> **Stored entries**
----

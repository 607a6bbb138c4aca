//! SEAMS CLI - operator tooling for the campus event system.

use anyhow::Result;
use clap::{Parser, Subcommand};
use colored::Colorize;
use tracing_subscriber::EnvFilter;

mod commands;
mod exit_codes;
mod utils;

use exit_codes::ExitCode;

const EXIT_CODES_HELP: &str = "\
Exit codes:
  0   Success
  1   General error
  64  Usage error (e.g. clear without --yes)
  65  Attendance token invalid, tampered or expired
  69  Database unavailable";

#[derive(Parser)]
#[command(name = "seams")]
#[command(author, version, about = "Operator tools for the SEAMS campus event system", long_about = None)]
#[command(after_help = EXIT_CODES_HELP)]
struct Cli {
    /// PostgreSQL connection string
    #[arg(long, env = "DATABASE_URL", global = true, hide_env_values = true)]
    database_url: Option<String>,

    /// Log progress to stderr
    #[arg(short, long, global = true)]
    verbose: bool,

    #[command(subcommand)]
    command: Commands,
}

#[derive(Subcommand)]
enum Commands {
    /// Create a verified admin account, or promote an existing one
    CreateAdmin {
        #[arg(long)]
        name: String,

        #[arg(long)]
        email: String,

        /// At least 8 characters
        #[arg(long)]
        password: String,
    },

    /// Change the role of an existing account
    Promote {
        #[arg(long)]
        email: String,

        /// student, coordinator, faculty or admin
        #[arg(long)]
        role: String,
    },

    /// List accounts with their credit totals
    ListUsers {
        /// Only accounts with this role
        #[arg(long)]
        role: Option<String>,
    },

    /// Delete all data, audit log included
    Clear {
        /// Confirm the deletion
        #[arg(long)]
        yes: bool,
    },

    /// Decode an attendance QR token, verifying it when a key is available
    InspectToken {
        /// Token as encoded in the QR code
        #[arg(value_name = "TOKEN")]
        token: String,

        /// Signing key (hex or passphrase)
        #[arg(long, env = "QR_SIGNING_KEY", hide_env_values = true)]
        key: Option<String>,
    },
}

async fn run(cli: Cli) -> Result<()> {
    let database_url = cli.database_url;
    match cli.command {
        Commands::CreateAdmin {
            name,
            email,
            password,
        } => commands::admin::create_admin(database_url, name, email, password).await,
        Commands::Promote { email, role } => {
            commands::admin::promote(database_url, email, role).await
        }
        Commands::ListUsers { role } => commands::users::list(database_url, role).await,
        Commands::Clear { yes } => commands::clear::execute(database_url, yes).await,
        Commands::InspectToken { token, key } => commands::inspect::execute(&token, key),
    }
}

#[tokio::main]
async fn main() {
    let cli = Cli::parse();

    let default_level = if cli.verbose { "info" } else { "warn" };
    tracing_subscriber::fmt()
        .with_writer(std::io::stderr)
        .with_env_filter(
            EnvFilter::try_from_default_env().unwrap_or_else(|_| EnvFilter::new(default_level)),
        )
        .init();

    let exit = match run(cli).await {
        Ok(()) => ExitCode::success(),
        Err(e) => ExitCode::from_anyhow(&e),
    };

    if let Some(message) = &exit.message {
        eprintln!("{} {}", "error:".red().bold(), message);
    }
    std::process::exit(exit.code);
}
//! Exit codes following sysexits.h conventions.

/// Successful execution.
pub const SUCCESS: i32 = 0;

/// General error (catch-all).
pub const GENERAL_ERROR: i32 = 1;

/// Command line usage error.
/// Maps to EX_USAGE from sysexits.h.
pub const USAGE_ERROR: i32 = 64;

/// Token malformed, tampered or expired.
/// Maps to EX_DATAERR from sysexits.h.
pub const TOKEN_INVALID: i32 = 65;

/// Database unreachable.
/// Maps to EX_UNAVAILABLE from sysexits.h.
pub const DATABASE_UNAVAILABLE: i32 = 69;

/// Marks an error with the exit code it should produce.
#[derive(Debug)]
pub struct Classified {
    pub code: i32,
    pub message: String,
}

impl std::fmt::Display for Classified {
    fn fmt(&self, f: &mut std::fmt::Formatter<'_>) -> std::fmt::Result {
        f.write_str(&self.message)
    }
}

impl std::error::Error for Classified {}

/// Build an error that exits with `code`.
pub fn classified(code: i32, message: impl Into<String>) -> anyhow::Error {
    anyhow::Error::new(Classified {
        code,
        message: message.into(),
    })
}

/// Represents an exit code with optional error context.
pub struct ExitCode {
    pub code: i32,
    pub message: Option<String>,
}

impl ExitCode {
    pub const fn success() -> Self {
        Self {
            code: SUCCESS,
            message: None,
        }
    }

    pub fn from_anyhow(err: &anyhow::Error) -> Self {
        let message = format!("{err:#}");

        // An explicit classification anywhere in the chain wins
        let code = err
            .chain()
            .find_map(|cause| cause.downcast_ref::<Classified>().map(|c| c.code))
            .unwrap_or_else(|| {
                if message.contains("Database connection error") {
                    DATABASE_UNAVAILABLE
                } else {
                    GENERAL_ERROR
                }
            });

        Self {
            code,
            message: Some(message),
        }
    }
}
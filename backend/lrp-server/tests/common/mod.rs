#![allow(dead_code)]

//! Test infrastructure for lrp-server API tests

use lrp_core::{Requisition, RequisitionUpdate};
use lrp_server::AppState;
use lrp_store::{RequisitionStore, SqliteRequisitionStore, StoreError};

use std::sync::Arc;
use std::sync::atomic::{AtomicUsize, Ordering};

use async_trait::async_trait;
use axum::{
    Router,
    body::Body,
    http::{Request, StatusCode},
};
use chrono::{DateTime, Utc};
use http_body_util::BodyExt;
use serde_json::{Value, json};
use sqlx::sqlite::{SqliteConnectOptions, SqlitePoolOptions};
use tower::ServiceExt;

/// Create a migrated in-memory SQLite store
pub async fn create_test_store() -> SqliteRequisitionStore {
    let options = SqliteConnectOptions::new()
        .filename(":memory:")
        .create_if_missing(true);

    // In-memory needs single connection
    let pool = SqlitePoolOptions::new()
        .max_connections(1)
        .connect_with(options)
        .await
        .expect("Failed to create test database");

    let store = SqliteRequisitionStore::new(pool);
    store.migrate().await.expect("Failed to run migrations");
    store
}

/// Create AppState for testing, returning the concrete store for seeding
pub async fn create_test_app_state() -> (AppState, SqliteRequisitionStore) {
    let store = create_test_store().await;
    let state = AppState::new(Arc::new(store.clone()));
    (state, store)
}

/// Seed a requisition created by the workflow side
pub async fn create_test_requisition(
    store: &SqliteRequisitionStore,
    id: &str,
    updated_at: Option<DateTime<Utc>>,
) {
    let mut data = json!({
        "title": format!("Lift plan for {}", id),
        "status": "OPEN",
        "assigneeStatus": "ASSIGNED",
        "assigneeEmail": "crane.op@site.com",
        "liftingPlanDriveFileId": "drive-original",
    })
    .as_object()
    .cloned()
    .unwrap();

    if let Some(ts) = updated_at {
        data.insert(
            "updatedAt".into(),
            Value::String(ts.to_rfc3339_opts(chrono::SecondsFormat::Millis, true)),
        );
    }

    store
        .insert(id, &data)
        .await
        .expect("Failed to create test requisition");
}

/// POST a JSON body to /action
pub async fn post_action(app: Router, body: Value) -> (StatusCode, Value) {
    let request = Request::builder()
        .method("POST")
        .uri("/action")
        .header("content-type", "application/json")
        .body(Body::from(body.to_string()))
        .unwrap();

    send(app, request).await
}

/// GET a path and decode the JSON body
pub async fn get_json(app: Router, uri: &str) -> (StatusCode, Value) {
    let request = Request::builder()
        .method("GET")
        .uri(uri)
        .body(Body::empty())
        .unwrap();

    send(app, request).await
}

/// GET a path and return the body as text
pub async fn get_text(app: Router, uri: &str) -> (StatusCode, String) {
    let request = Request::builder()
        .method("GET")
        .uri(uri)
        .body(Body::empty())
        .unwrap();

    let response = app.oneshot(request).await.unwrap();
    let status = response.status();
    let body = response.into_body().collect().await.unwrap().to_bytes();
    (status, String::from_utf8(body.to_vec()).unwrap())
}

pub async fn send(app: Router, request: Request<Body>) -> (StatusCode, Value) {
    let response = app.oneshot(request).await.unwrap();
    let status = response.status();
    let body = response.into_body().collect().await.unwrap().to_bytes();
    let json: Value = serde_json::from_slice(&body).unwrap();
    (status, json)
}

/// Store that fails every call and counts how often it was reached
#[derive(Default)]
pub struct FailingStore {
    pub calls: AtomicUsize,
}

impl FailingStore {
    pub fn calls(&self) -> usize {
        self.calls.load(Ordering::SeqCst)
    }
}

#[async_trait]
impl RequisitionStore for FailingStore {
    async fn apply_update(&self, _update: &RequisitionUpdate) -> lrp_store::Result<()> {
        self.calls.fetch_add(1, Ordering::SeqCst);
        Err(StoreError::remote(503, "The service is currently unavailable."))
    }

    async fn get(&self, _id: &str) -> lrp_store::Result<Option<Requisition>> {
        self.calls.fetch_add(1, Ordering::SeqCst);
        Err(StoreError::remote(503, "The service is currently unavailable."))
    }

    async fn list_recent(&self, _limit: usize) -> lrp_store::Result<Vec<Requisition>> {
        self.calls.fetch_add(1, Ordering::SeqCst);
        Err(StoreError::remote(503, "The service is currently unavailable."))
    }

    fn backend_name(&self) -> &'static str {
        "failing"
    }
}
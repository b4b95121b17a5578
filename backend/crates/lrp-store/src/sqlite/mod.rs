pub mod sqlite_requisition_store;
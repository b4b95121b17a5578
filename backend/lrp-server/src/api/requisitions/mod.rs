pub mod requisition_list_response;
#[allow(clippy::module_inception)]
pub mod requisitions;
use lrp_server::{AppState, build_router, logger, store_factory};

use std::error::Error;

use log::{error, info};
use tokio::net::TcpListener;

#[tokio::main]
async fn main() -> Result<(), Box<dyn Error>> {
    // Pick up a local .env before reading configuration
    let _ = dotenvy::dotenv();

    // Load and validate configuration
    let config = lrp_config::Config::load()?;
    config.validate()?;

    // Ensure log directory exists when logging to a file
    let log_file_path = config.log_file_path()?;
    if let Some(parent) = log_file_path.as_ref().and_then(|path| path.parent()) {
        std::fs::create_dir_all(parent)?;
    }

    // Initialize logger (before any other logging)
    logger::initialize(config.logging.level, log_file_path, config.logging.colored)?;

    info!("Starting lrp-server v{}", env!("CARGO_PKG_VERSION"));
    config.log_summary();

    let store = store_factory::open_store(&config).await?;
    let app = build_router(AppState::new(store));

    // Create TCP listener
    let bind_addr = config.bind_addr();
    let listener = TcpListener::bind(&bind_addr).await?;

    // Get actual bound address (important when port is 0 / auto-assigned)
    let actual_addr = listener.local_addr()?;
    info!("Listening on {}", actual_addr);

    axum::serve(listener, app)
        .with_graceful_shutdown(shutdown_signal())
        .await?;

    info!("Graceful shutdown complete");
    Ok(())
}

/// Resolves on SIGINT (Ctrl+C) or SIGTERM.
async fn shutdown_signal() {
    let ctrl_c = async {
        if let Err(e) = tokio::signal::ctrl_c().await {
            error!("Failed to listen for SIGINT: {}", e);
            std::future::pending::<()>().await;
        }
    };

    #[cfg(unix)]
    let terminate = async {
        match tokio::signal::unix::signal(tokio::signal::unix::SignalKind::terminate()) {
            Ok(mut signal) => {
                signal.recv().await;
            }
            Err(e) => {
                error!("Failed to listen for SIGTERM: {}", e);
                std::future::pending::<()>().await;
            }
        }
    };

    #[cfg(not(unix))]
    let terminate = std::future::pending::<()>();

    tokio::select! {
        _ = ctrl_c => info!("Received SIGINT (Ctrl+C), initiating graceful shutdown"),
        _ = terminate => info!("Received SIGTERM, initiating graceful shutdown"),
    }
}
use crate::{ConfigError, ConfigErrorResult, DEFAULT_HOST, DEFAULT_PORT};

use serde::Deserialize;

#[derive(Debug, Clone, Deserialize)]
#[serde(default)]
pub struct ServerConfig {
    pub host: String,
    /// 0 lets the OS pick a free port
    pub port: u16,
}

impl Default for ServerConfig {
    fn default() -> Self {
        Self {
            host: String::from(DEFAULT_HOST),
            port: DEFAULT_PORT,
        }
    }
}

impl ServerConfig {
    pub fn validate(&self) -> ConfigErrorResult<()> {
        if self.host.trim().is_empty() {
            return Err(ConfigError::server("server.host must not be empty"));
        }

        Ok(())
    }
}
//! lrp-cli library
//!
//! Exports the HTTP client and argument parser for the `lrp` binary and tests.

pub mod cli;
pub(crate) mod client;
pub mod commands;


pub use cli::Cli;
pub use client::{CliClientResult, Client, ClientError, SubmitAction};
pub use commands::Commands;
use lrp_core::Requisition;

use serde::Serialize;

/// Latest requisitions, newest first
#[derive(Debug, Serialize)]
pub struct RequisitionListResponse {
    pub ok: bool,
    pub rows: Vec<Requisition>,
}
use clap::Subcommand;

#[derive(Subcommand)]
pub enum Commands {
    /// Send a workflow action for a requisition
    Submit {
        /// Requisition ID
        #[arg(long)]
        req_id: String,

        /// Pending action label (e.g. ADMIN_ASSIGN)
        #[arg(long)]
        action: String,

        /// Email of the person taking the action
        #[arg(long)]
        by: String,

        /// Free-text reason
        #[arg(long)]
        reason: Option<String>,

        /// New assignee email
        #[arg(long)]
        assignee_email: Option<String>,

        /// Drive file ID of the lifting plan
        #[arg(long)]
        lifting_plan_file_id: Option<String>,
    },

    /// List the most recently updated requisitions
    List,

    /// Check that the server is up
    Health,
}
#![allow(dead_code)]

use lrp_core::{ActionRequest, RequisitionUpdate};
use lrp_store::SqliteRequisitionStore;

use chrono::{DateTime, Utc};
use serde_json::{Map, Value, json};
use sqlx::sqlite::{SqliteConnectOptions, SqlitePoolOptions};

/// In-memory store with migrations applied.
pub async fn create_test_store() -> SqliteRequisitionStore {
    let options = SqliteConnectOptions::new()
        .filename(":memory:")
        .create_if_missing(true);

    // In-memory needs single connection
    let pool = SqlitePoolOptions::new()
        .max_connections(1)
        .connect_with(options)
        .await
        .expect("Failed to create test pool");

    let store = SqliteRequisitionStore::new(pool);
    store.migrate().await.expect("Failed to run migrations");
    store
}

/// Seed a document the way the workflow side would have created it.
pub async fn seed_requisition(
    store: &SqliteRequisitionStore,
    id: &str,
    updated_at: Option<DateTime<Utc>>,
) {
    let mut data = json!({
        "title": format!("Lift plan for {}", id),
        "status": "OPEN",
        "assigneeStatus": "UNASSIGNED",
        "assigneeEmail": "original@site.com",
    })
    .as_object()
    .cloned()
    .unwrap();

    if let Some(ts) = updated_at {
        data.insert(
            "updatedAt".into(),
            Value::String(ts.to_rfc3339_opts(chrono::SecondsFormat::Millis, true)),
        );
    }

    store
        .insert(id, &data)
        .await
        .expect("Failed to seed requisition");
}

pub fn fields(value: Value) -> Map<String, Value> {
    value.as_object().cloned().unwrap()
}

pub fn update_for(req_id: &str, now: DateTime<Utc>) -> RequisitionUpdate {
    ActionRequest {
        req_id: Some(req_id.into()),
        pending_action: Some("ADMIN_ASSIGN".into()),
        action_by: Some("admin@site.com".into()),
        ..Default::default()
    }
    .validate()
    .unwrap()
    .reconcile(now)
}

----

> **Exercise prompt**
Only the lines with "Received" are needed; find them in the records and copy each one.

> **Solution for this task**
        _ = ctrl_c => info!("Received SIGINT (Ctrl+C), initiating graceful shutdown"),
        _ = terminate => info!("Received SIGTERM, initiating graceful shutdown"),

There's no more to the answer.